*WHAT IS EXPECTED*: Go through the entries below. Copy each line in which "failed" appears.

(Dataset entries)
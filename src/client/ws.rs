//! WebSocket client for the relay, with indefinite automatic reconnect.

use std::time::Duration;

use futures_util::StreamExt;
use tokio_tungstenite::connect_async;
use tokio_tungstenite::tungstenite::Message;
use tracing::debug;

use super::{StateHandler, Subscription};
use crate::payload::parse_frame;

/// Delay before reconnecting after a failed or closed connection.
const RECONNECT_DELAY: Duration = Duration::from_millis(1200);

/// Subscribes to the relay WebSocket and delivers parsed state payloads.
///
/// Connection failures and malformed frames are never surfaced; the client
/// reconnects after a fixed backoff from any terminal state, indefinitely,
/// until the subscription is stopped.
pub struct BridgeClient {
    url: String,
    reconnect_delay: Duration,
}

impl BridgeClient {
    pub fn new(url: impl Into<String>) -> Self {
        Self {
            url: url.into(),
            reconnect_delay: RECONNECT_DELAY,
        }
    }

    pub fn with_reconnect_delay(mut self, delay: Duration) -> Self {
        self.reconnect_delay = delay;
        self
    }

    /// Start receiving. The returned subscription cancels the connection and
    /// any pending reconnect when stopped or dropped.
    pub fn subscribe(&self, handler: StateHandler) -> Subscription {
        let url = self.url.clone();
        let delay = self.reconnect_delay;
        Subscription::new(tokio::spawn(async move {
            loop {
                match connect_async(&url).await {
                    Ok((stream, _)) => {
                        debug!(%url, "bridge connected");
                        let (_, mut read) = stream.split();
                        while let Some(message) = read.next().await {
                            match message {
                                Ok(Message::Text(text)) => {
                                    if let Some(payload) = parse_frame(&text) {
                                        handler(payload);
                                    }
                                }
                                Ok(Message::Close(_)) | Err(_) => break,
                                Ok(_) => {}
                            }
                        }
                        debug!(%url, "bridge connection closed");
                    }
                    Err(e) => {
                        debug!(%url, error = %e, "bridge connect failed");
                    }
                }
                tokio::time::sleep(delay).await;
            }
        }))
    }
}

*EXERCISE RESPONSE*:
/// Delay before reconnecting after a failed or closed connection.
                        debug!(%url, error = %e, "bridge connect failed");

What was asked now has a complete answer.